2. Don't read object fields / array elements when calculating the size of objects / segments, use 0 instead. 
This avoids unnecessary reads from the HPROF.
3.Buffer the gzip output stream.
Comment 21 Eclipse Genie CLA 2022-07-08 12:09:23 EDT
New Gerrit change created: https://git.eclipse.org/r/c/mat/org.eclipse.mat/+/194642
Comment 23 Andrew Johnson CLA 2022-07-08 12:36:54 EDT
I have made some changes to try to speed up ExportHPORF.

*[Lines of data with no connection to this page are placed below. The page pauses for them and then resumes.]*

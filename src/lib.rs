//! `mailnorm`: normalizes inbound mail items from a store into one
//! uniform message model.
//!
//! A [`store::MailStore`] loads raw items, and [`adapter::MessageAdapter`]
//! hydrates them into [`adapter::IncomingMessage`] values with resolved
//! conversation ids, decoded bodies, typed attachments and meeting fields.

pub mod adapter;
pub mod config;
pub mod error;
pub mod model;
pub mod normalize;
pub mod parser;
pub mod store;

Please test a snapshot build to see if this helps: https://www.eclipse.org/mat/snapshotBuilds.php
Comment 24 Eclipse Genie CLA 2022-07-13 11:01:35 EDT
New Gerrit change created: https://git.eclipse.org/r/c/mat/org.eclipse.mat/+/194698
Comment 26 Svarnim Agarwal CLA 2022-10-21 22:36:13 EDT
Thank you for all the help. We were able to make it work by creating a stand-alone program which performs the anonymizing and calling that using our main code.
Comment 27 Andrew Johnson CLA 2022-11-02 05:19:21 EDT
I'll mark this as resolved as the reporter has a work-around and I have finished the changes I made to improve performance.